Man könnte nun lange über die Gründe für dieses Missverhältnis, über schlechte neue Opern und darüber philosophieren, inwiefern eine gelungene Regie-Lesart eines Klassikers diesen gleichsam neu entstehen lässt. Fakt ist: Wo es keinen Raum für neue Stücke gibt, verkommt der Opernbetrieb zu einem künstlerisch mal mehr, mal weniger hochwertig bespielten Museum. Gewiss, es gibt verdienstvolle Initiativen für ein Weiterdenken der Gattung wie den „Fonds experimentelles Musiktheater“ in NRW oder für deren Infragestellen wie die Biennale, doch die Realität zeigt deren, freundlich ausgedrückt, begrenzte Wirkung. Was tun?

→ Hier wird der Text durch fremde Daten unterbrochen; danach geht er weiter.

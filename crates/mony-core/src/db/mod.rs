//! Database access layer with connection pooling and migrations
//!
//! This module is organized by domain:
//! - `transactions` - Transaction CRUD, listing and search
//! - `transaction_filter` - Filter/sort/page parsing and SQL building
//! - `reports` - Monthly summary and statistics

use chrono::{DateTime, Utc};
use r2d2::{Pool, PooledConnection};
use r2d2_sqlite::SqliteConnectionManager;
use tracing::info;

use crate::error::Result;

mod reports;
mod transaction_filter;
mod transactions;

pub use transaction_filter::{
    parse_date_param, parse_int, parse_type, FilterResult, ListParams, Page, Sort, SortField,
    SortOrder, TransactionFilter, DEFAULT_PAGE_SIZE,
};
pub use reports::UNCATEGORIZED;
pub use transactions::MAX_SEARCH_LIMIT;

pub type DbPool = Pool<SqliteConnectionManager>;
pub type DbConn = PooledConnection<SqliteConnectionManager>;

/// Parse a SQLite datetime string into a DateTime<Utc>
pub(crate) fn parse_datetime(s: &str) -> DateTime<Utc> {
    // SQLite stores as "YYYY-MM-DD HH:MM:SS" format
    chrono::NaiveDateTime::parse_from_str(s, "%Y-%m-%d %H:%M:%S")
        .map(|dt| dt.and_utc())
        .unwrap_or_else(|_| Utc::now())
}

/// Database wrapper with connection pooling
#[derive(Clone)]
pub struct Database {
    pool: DbPool,
    /// Path to the database file
    db_path: String,
}

impl Database {
    /// Open (creating if needed) the database at `path` and run migrations
    pub fn new(path: &str) -> Result<Self> {
        let manager = SqliteConnectionManager::file(path).with_init(|conn| {
            conn.execute_batch("PRAGMA foreign_keys = ON; PRAGMA busy_timeout = 5000;")
        });
        let pool = Pool::builder().max_size(10).build(manager)?;

        let db = Self {
            pool,
            db_path: path.to_string(),
        };
        db.run_migrations()?;

        Ok(db)
    }

    /// Create a throwaway database (for testing)
    ///
    /// Uses a temporary file rather than `:memory:` so every pooled
    /// connection sees the same data.
    pub fn in_memory() -> Result<Self> {
        use std::sync::atomic::{AtomicU64, Ordering};
        static COUNTER: AtomicU64 = AtomicU64::new(0);

        let id = COUNTER.fetch_add(1, Ordering::SeqCst);
        let path = std::env::temp_dir().join(format!("mony_test_{}_{}.db", std::process::id(), id));
        let path = path.to_string_lossy().to_string();

        // Remove any existing file
        let _ = std::fs::remove_file(&path);

        Self::new(&path)
    }

    /// Get a connection from the pool
    pub fn conn(&self) -> Result<DbConn> {
        Ok(self.pool.get()?)
    }

    /// Connectivity check used by the health endpoint
    pub fn ping(&self) -> bool {
        self.conn()
            .and_then(|conn| Ok(conn.query_row("SELECT 1", [], |row| row.get::<_, i64>(0))?))
            .is_ok()
    }

    /// Run database migrations
    fn run_migrations(&self) -> Result<()> {
        let conn = self.conn()?;

        conn.execute_batch(
            r#"
            -- WAL mode: readers don't block writers
            PRAGMA journal_mode = WAL;
            PRAGMA synchronous = NORMAL;

            -- Transactions
            -- Money columns hold decimal text (e.g. '25.50'), never floats
            CREATE TABLE IF NOT EXISTS transactions (
                id INTEGER PRIMARY KEY,
                transaction_type TEXT NOT NULL
                    CHECK (transaction_type IN ('income', 'expense', 'transfer')),
                merchant TEXT NOT NULL,
                date DATE NOT NULL,
                amount TEXT NOT NULL,
                currency TEXT NOT NULL,
                payment_method TEXT,
                category TEXT,
                description TEXT,
                reference_number TEXT,
                taxes TEXT,
                items TEXT NOT NULL DEFAULT '[]',          -- JSON array of receipt items
                created_at DATETIME DEFAULT CURRENT_TIMESTAMP,
                updated_at DATETIME DEFAULT CURRENT_TIMESTAMP
            );

            CREATE INDEX IF NOT EXISTS idx_transactions_date ON transactions(date);
            CREATE INDEX IF NOT EXISTS idx_transactions_type ON transactions(transaction_type);
            CREATE INDEX IF NOT EXISTS idx_transactions_category ON transactions(category);
            CREATE INDEX IF NOT EXISTS idx_transactions_currency ON transactions(currency);
            "#,
        )?;

        info!(path = %self.db_path, "Database schema initialized");
        Ok(())
    }
}
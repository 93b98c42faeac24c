//! Domain models

use std::collections::BTreeMap;

use chrono::{DateTime, NaiveDate, Utc};
use rust_decimal::Decimal;
use serde::{Deserialize, Serialize};

use crate::config::Config;
use crate::currency::is_currency_code;
use crate::error::{Error, FieldError, Result};

/// Largest amount accepted for a single transaction
pub const MAX_TRANSACTION_AMOUNT: i64 = 1_000_000;

/// Kind of money movement. The direction of `amount` comes from this, never from its sign.
#[derive(Debug, Clone, Copy, PartialEq, Eq, PartialOrd, Ord, Hash, Serialize, Deserialize)]
#[serde(rename_all = "snake_case")]
pub enum TransactionType {
    Income,
    Expense,
    Transfer,
}

impl TransactionType {
    pub fn as_str(&self) -> &'static str {
        match self {
            Self::Income => "income",
            Self::Expense => "expense",
            Self::Transfer => "transfer",
        }
    }

    pub fn all() -> &'static [TransactionType] {
        &[Self::Income, Self::Expense, Self::Transfer]
    }
}

impl std::str::FromStr for TransactionType {
    type Err = String;

    fn from_str(s: &str) -> std::result::Result<Self, Self::Err> {
        match s.trim().to_lowercase().as_str() {
            "income" => Ok(Self::Income),
            "expense" => Ok(Self::Expense),
            "transfer" => Ok(Self::Transfer),
            _ => Err(format!("Unknown transaction type: {}", s)),
        }
    }
}

impl std::fmt::Display for TransactionType {
    fn fmt(&self, f: &mut std::fmt::Formatter<'_>) -> std::fmt::Result {
        write!(f, "{}", self.as_str())
    }
}

impl Default for TransactionType {
    fn default() -> Self {
        Self::Expense
    }
}

/// One line on a receipt
#[derive(Debug, Clone, PartialEq, Serialize, Deserialize)]
pub struct ReceiptItem {
    pub name: String,
    pub quantity: Decimal,
    pub unit_price: Decimal,
    pub total_price: Decimal,
}

/// Non-fatal normalization note attached to a successful extraction
#[derive(Debug, Clone, PartialEq, Eq, Serialize, Deserialize)]
pub struct Warning {
    pub field: String,
    pub message: String,
}

impl Warning {
    pub fn new(field: impl Into<String>, message: impl Into<String>) -> Self {
        Self {
            field: field.into(),
            message: message.into(),
        }
    }
}

/// Structured result of reading a receipt image
#[derive(Debug, Clone, PartialEq, Serialize, Deserialize)]
pub struct ReceiptExtraction {
    /// Empty when the merchant could not be detected
    pub merchant: String,
    pub date: NaiveDate,
    pub total_amount: Decimal,
    pub currency: String,
    pub payment_method: Option<String>,
    pub category: Option<String>,
    pub description: Option<String>,
    pub receipt_number: Option<String>,
    pub taxes: Decimal,
    pub items: Vec<ReceiptItem>,
}

impl ReceiptExtraction {
    /// Convert into a transaction ready to be validated and persisted
    pub fn into_new_transaction(self, transaction_type: TransactionType) -> NewTransaction {
        NewTransaction {
            transaction_type,
            merchant: self.merchant,
            date: self.date,
            amount: self.total_amount,
            currency: self.currency,
            payment_method: self.payment_method,
            category: self.category,
            description: self.description,
            reference_number: self.receipt_number,
            taxes: if self.taxes.is_zero() {
                None
            } else {
                Some(self.taxes)
            },
            items: self.items,
        }
    }
}

/// A normalized extraction together with the notes produced while normalizing it
#[derive(Debug, Clone, PartialEq, Serialize)]
pub struct ExtractionOutcome {
    pub receipt: ReceiptExtraction,
    pub warnings: Vec<Warning>,
}

/// A persisted financial transaction
#[derive(Debug, Clone, PartialEq, Serialize, Deserialize)]
pub struct Transaction {
    pub id: i64,
    #[serde(rename = "type")]
    pub transaction_type: TransactionType,
    pub merchant: String,
    pub date: NaiveDate,
    pub amount: Decimal,
    pub currency: String,
    pub payment_method: Option<String>,
    pub category: Option<String>,
    pub description: Option<String>,
    pub reference_number: Option<String>,
    pub taxes: Option<Decimal>,
    pub items: Vec<ReceiptItem>,
    pub created_at: DateTime<Utc>,
    pub updated_at: DateTime<Utc>,
}

/// Caller-supplied transaction fields (create and full update)
#[derive(Debug, Clone, PartialEq, Serialize, Deserialize)]
pub struct NewTransaction {
    #[serde(rename = "type", alias = "transaction_type", default)]
    pub transaction_type: TransactionType,
    pub merchant: String,
    pub date: NaiveDate,
    pub amount: Decimal,
    /// Empty means "use the configured fallback currency"
    #[serde(default)]
    pub currency: String,
    #[serde(default)]
    pub payment_method: Option<String>,
    #[serde(default)]
    pub category: Option<String>,
    #[serde(default)]
    pub description: Option<String>,
    #[serde(default)]
    pub reference_number: Option<String>,
    #[serde(default)]
    pub taxes: Option<Decimal>,
    #[serde(default)]
    pub items: Vec<ReceiptItem>,
}

impl NewTransaction {
    /// Trim text, uppercase the currency, then check every business rule.
    ///
    /// All offending fields are reported together.
    pub fn prepare(mut self, config: &Config) -> Result<Self> {
        self.merchant = self.merchant.trim().to_string();
        self.currency = self.currency.trim().to_uppercase();
        if self.currency.is_empty() {
            self.currency = config.fallback_currency.clone();
        }
        for field in [
            &mut self.payment_method,
            &mut self.category,
            &mut self.description,
            &mut self.reference_number,
        ] {
            *field = field
                .take()
                .map(|s| s.trim().to_string())
                .filter(|s| !s.is_empty());
        }

        let mut errors = Vec::new();

        if self.merchant.is_empty() {
            errors.push(FieldError::new("merchant", "merchant name is required"));
        }

        let currency_ok = is_currency_code(&self.currency);
        if !currency_ok {
            errors.push(FieldError::new(
                "currency",
                format!("'{}' is not a 3-letter currency code", self.currency),
            ));
        }

        if self.amount <= Decimal::ZERO {
            errors.push(FieldError::new("amount", "amount must be greater than 0"));
        } else if self.amount > Decimal::from(MAX_TRANSACTION_AMOUNT) {
            errors.push(FieldError::new(
                "amount",
                format!("amount exceeds the {} limit", MAX_TRANSACTION_AMOUNT),
            ));
        } else if currency_ok {
            let digits = config.currencies.minor_units(&self.currency);
            if self.amount.normalize().scale() > digits {
                errors.push(FieldError::new(
                    "amount",
                    format!(
                        "{} allows at most {} decimal place(s)",
                        self.currency, digits
                    ),
                ));
            }
        }

        if let Some(taxes) = self.taxes {
            if taxes < Decimal::ZERO {
                errors.push(FieldError::new("taxes", "taxes cannot be negative"));
            }
        }

        for (i, item) in self.items.iter().enumerate() {
            if item.quantity <= Decimal::ZERO {
                errors.push(FieldError::new(
                    format!("items[{}].quantity", i),
                    "quantity must be greater than 0",
                ));
            }
            if item.unit_price < Decimal::ZERO {
                errors.push(FieldError::new(
                    format!("items[{}].unit_price", i),
                    "unit price cannot be negative",
                ));
            }
            if item.total_price < Decimal::ZERO {
                errors.push(FieldError::new(
                    format!("items[{}].total_price", i),
                    "total price cannot be negative",
                ));
            }
        }

        if errors.is_empty() {
            Ok(self)
        } else {
            Err(Error::Validation(errors))
        }
    }
}

/// One page of transactions plus the total matching the filters
#[derive(Debug, Clone, Serialize)]
pub struct TransactionPage {
    pub transactions: Vec<Transaction>,
    pub total: i64,
    pub offset: i64,
    pub limit: i64,
}

/// Income/expense/net for one calendar month
#[derive(Debug, Clone, PartialEq, Serialize)]
pub struct MonthlySummary {
    pub year: i32,
    pub month: u32,
    pub currency: Option<String>,
    pub total_income: Decimal,
    pub total_expense: Decimal,
    pub total_transfer: Decimal,
    /// income - expense
    pub net: Decimal,
    pub transaction_count: i64,
    /// Expense totals per category; uncategorized expenses are grouped under "uncategorized"
    pub categories: BTreeMap<String, Decimal>,
}

/// Total and count for a single transaction type
#[derive(Debug, Clone, Default, PartialEq, Serialize)]
pub struct TypeTotal {
    pub total: Decimal,
    pub count: i64,
}

/// Running totals by type plus net worth
#[derive(Debug, Clone, PartialEq, Serialize)]
pub struct Statistics {
    pub date_from: Option<NaiveDate>,
    pub date_to: Option<NaiveDate>,
    pub currency: Option<String>,
    pub totals: BTreeMap<TransactionType, TypeTotal>,
    /// Cumulative income - cumulative expense since `since`, ignoring the date range
    pub net_worth: Decimal,
    /// Date of the earliest recorded transaction
    pub since: Option<NaiveDate>,
}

Bevor man nun die Quoten-Keule schwingt und Mittelkürzungen androht, kann vielleicht ein Rückblick auf eine erfolgreiche Initiative der Kulturstiftung des Bundes helfen: Deren „Netzwerk Neue Musik“ hat einiges bewegt, vielerorts leben die Netzwerke nach Auslaufen der Förderung weiter, haben sich mit ihren Veranstaltungen und Vermittlungsprojekten einen festen Platz im Kulturleben der jeweiligen Region erarbeitet. Wie wäre es, wenn unter dem Wagner’schen Motto „Schafft Neues!“ein ähnliches Projekt für Theater aufgelegt würde? Diese könnten sich mit Spielplänen bewerben, die mindestens zur Hälfte aus Stücken bestehen, die nicht älter als 50 Jahre sind. Die Hälfte dieser Stücke wiederum müsste von lebenden Komponistinnen(!) und Komponisten stammen. Einige Jahre lang gäbe es dann in, sagen wir zwölf Bundesländern ein solches „neues“ Opernhaus, dessen Produktionen auch an kooperierenden Spielstätten gezeigt werden könnten. Nach der Förderphase, die mit Wettbewerben (Publikumspreise!), überregionalem Austausch und reflektierenden Plattformen zu flankieren wäre, hätten diese Häuser sich dann eine Expertise und Selbstverständlichkeit im Umgang mit möglicherweise anders funktionierenden, den Apparat auf andere Weise fordernden Werken erarbeitet, die weiterwirken könnte. Und wer sagt eigentlich, dass nicht auch das Publikum bei entsprechend abwechslungsreichen, zwischen Experiment, Anspruch und geistreicher Unterhaltung changierenden Spielplänen mitziehen würde? Es ist höchste Zeit, diesen Versuch endlich zu wagen.